Os Tindersticks amoleceram os portuenses
Os Tindersticks regressaram ao Porto no dia 22 de fevereiro, no final de um périplo por cinco cidades portuguesas. Faro, Lisboa, Leiria e Coimbra foram as cidades que acolheram a banda inglesa, naquela que foi a sua primeira presença em Portugal desde o ano de 2016, em que atuaram em Vilar de Mouros, para além de concertos em Lisboa, Porto e Vila do Conde. Stuart Staples, o vocalista e a alma deste grupo, trouxe o teclista David Boulter e o guitarrista Neil Fraser do seu alinhamento original, para além de lhe juntar o baixista Dan McKinna e o baterista Earl Harvin Jr. São dois membros que, apesar de não fazerem parte do grupo inicial, já colaboram com Staples e companhia há mais de 10 anos, pelo que estão longe de ser estranhos.
O grande foco desta tournée era a apresentação do seu novo disco, o 11.º da sua conta, No Treasure But Hope, um álbum mais reflexivo e mais revelador de uma substância que se vem esquecendo perante o ruído do qual a música também é fértil. O concerto foi, assim, um desenrolar de preciosidades musicais, sem grandes oscilações em termos de setlist em relação aos demais feitos nos outros pontos do país. Aquilo que foi mais diferente foi, nomeadamente, o alinhamento. Depois da recém-lançada “A Street Walker’s Carol”, Staples e companhia mostraram todos os melhores momentos do seu novo disco. “The Amputees”, “Pinky in the Daylight”, “Carousel” e “For The Beauty” — uma bonita forma de fechar o concerto antes do habitual encore — juntaram-se a “See My Girls”, “Tough Love” e “Trees Fall” naquelas que se destacaram nesta performance. Todo o álbum foi, assim, devidamente percorrido, tendo até o engenho de fechar o próprio concerto em “Take Care in Your Dreams” (como Staples disse, “a song to send us home”).
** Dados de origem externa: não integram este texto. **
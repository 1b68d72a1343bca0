//! Statement execution.
//!
//! `ORIGIN`, `SCALE` and `ROT` replace one context field each, `STYLE`
//! overwrites the fields it names, and `FOR` samples the curve. A loop
//! computes its whole batch before touching the context, so a failing
//! loop has no effect.

use funcplot_graphics::picture::Renderer;
use funcplot_graphics::types::{Point, Scalar, Vec2};
use tracing::info;

use crate::ast::{Expr, Statement};
use crate::error::{ErrorKind, InterpResult, InterpreterError};

use super::Interpreter;

/// Tolerance added before flooring the sample count, so that an end value
/// reached by accumulated rounding is still sampled.
const COUNT_TOLERANCE: Scalar = 1e-9;

/// Upper bound on the buffer reserved up front for one batch.
const PREALLOC_LIMIT: usize = 4096;

impl Interpreter {
    /// Execute one statement.
    pub(super) fn execute(&mut self, stmt: &Statement) -> InterpResult<()> {
        match stmt {
            Statement::Origin { x, y } => {
                self.context.origin = Point::new(x.eval_const()?, y.eval_const()?);
            }
            Statement::Scale { x, y } => {
                self.context.scale = Vec2::new(x.eval_const()?, y.eval_const()?);
            }
            Statement::Rot(angle) => {
                self.context.rotation = angle.eval_const()?;
            }
            Statement::Style(value) => self.context.apply_style(value),
            Statement::For {
                start,
                end,
                step,
                x,
                y,
            } => self.execute_loop(start, end, step, x, y)?,
        }
        Ok(())
    }

    fn execute_loop(
        &mut self,
        start: &Expr,
        end: &Expr,
        step: &Expr,
        x: &Expr,
        y: &Expr,
    ) -> InterpResult<()> {
        let start = start.eval_const()?;
        let end = end.eval_const()?;
        let step = step.eval_const()?;

        if step <= 0.0 {
            return Err(InterpreterError::new(
                ErrorKind::InvalidLoop,
                format!("step must be positive, got {step}"),
            ));
        }
        if start > end {
            return Err(InterpreterError::new(
                ErrorKind::InvalidLoop,
                format!("start/end/step mismatch: FROM {start} TO {end} STEP {step}"),
            ));
        }

        let count = sample_count(start, end, step)?;
        if let Some(limit) = self.sample_limit.filter(|&limit| count > limit) {
            return Err(InterpreterError::new(
                ErrorKind::TooManySamples,
                format!("loop takes {count} samples, limit is {limit}"),
            ));
        }

        let transform = self.context.transform();
        let mut points = Vec::with_capacity(count.min(PREALLOC_LIMIT));
        for i in 0..count {
            #[expect(clippy::cast_precision_loss, reason = "sample index fits in f64 mantissa")]
            let t = (i as Scalar).mul_add(step, start);
            let p = transform.apply_to_point(Point::new(x.eval(t)?, y.eval(t)?));
            if !(p.x.is_finite() && p.y.is_finite()) {
                return Err(InterpreterError::new(
                    ErrorKind::ArithmeticError,
                    format!("point at T = {t} is not finite"),
                ));
            }
            points.push(p);
        }

        let style = self.context.style;
        self.picture.draw(&points, &style);
        self.context.commit_points(points);

        let n = self.context.points.len();
        info!(points = n, from = start, to = end, step, "drew batch");
        self.errors.push(InterpreterError::info(format!(
            "drew {n} points for T from {start} to {end} step {step}"
        )));
        Ok(())
    }
}

/// `floor((end - start) / step + tolerance) + 1`, checked.
fn sample_count(start: Scalar, end: Scalar, step: Scalar) -> InterpResult<usize> {
    let count = ((end - start) / step + COUNT_TOLERANCE).floor() + 1.0;
    #[expect(clippy::cast_precision_loss, reason = "bound check only")]
    let max = usize::MAX as Scalar;
    if !count.is_finite() || count >= max {
        return Err(InterpreterError::new(
            ErrorKind::TooManySamples,
            format!("loop from {start} to {end} step {step} has too many samples"),
        ));
    }
    #[expect(
        clippy::cast_possible_truncation,
        clippy::cast_sign_loss,
        reason = "count is finite, at least 1 and below usize::MAX"
    )]
    let count = count as usize;
    Ok(count)
}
Porém, para se poder contemplar e apreciar devidamente este concerto dos Tindersticks, foi preciso um estado de espírito muito próprio. Nem muito eufórico nem muito abúlico, é necessário um equilíbrio de forças e de emoções para que se possa estar presente e que se possa desfrutar do engenho musical. Todos os artistas cumpriram devidamente a sua missão de transmitir aquela harmonia prolongada e algo envenenada, com a acidez lírica de Staples, sempre em busca da sua redenção, fazendo ouvir a sua voz embargada e bem vivida, a exigir esse ritmo. Não é fácil, para quem vem de fora, entrar num concerto dos Tindersticks e deixar-se contagiar pela sua música e pela sua presença, como em muitos outros que acontece. Requer-se aquele espírito de sintonia e de confiança entre quem ouve e quem atua. Nesse aspeto, a Casa da Música mostrou estar à altura, estando repleta de um público que mostrava conhecer os caminhos pelos quais se deixava ir, vibrando com o poderio vocal de Staples e com a firmeza um tanto ou quanto emotiva dos seus companheiros musicais.
Foi essa mesma sintonia que fez com que o público saltasse da cadeira quando se ouviu “Her”, do primeiríssimo álbum dos Tindersticks, lançado em 1993 com o nome da própria banda. Foi a mesma que recebeu “Willow”, o single que acolheu o ator Robert Pattinson no seu videoclipe. Também na cover ao músico de folk norte-americano Bob Lind, em “Black Night”. Até a que abriu, “Running Wild”, que trouxe o álbum My Oblivion de volta à memória daqueles que acompanharam o seu percurso até agora.
Os Tindersticks conseguiram amolecer bem os portuenses, tranquilizando-os com a sua toada compassada pela sua melancolia cantada, entoada, quase exorcizada. Staples, que mostrava o sorriso enquanto ia interpretando, e os restantes membros foram imaculados do ponto de vista instrumental e musical, embora seja sempre preciso aquele espírito para, mais do que se ouvir, se sentir a aura dos londrinos. Pode soar a corpo estranho para os que não construíram aquela relação de empatia e de proximidade com a banda, mas o concerto era mesmo feito para ser aquela reunião de família, em que se partilham as novidades e se relembram algumas das boas memórias vividas. Foi isso que se viveu no Porto e foi isso que deu forma a que os corações se pudessem entregar, distantes das tréguas que o frio não sabia dar.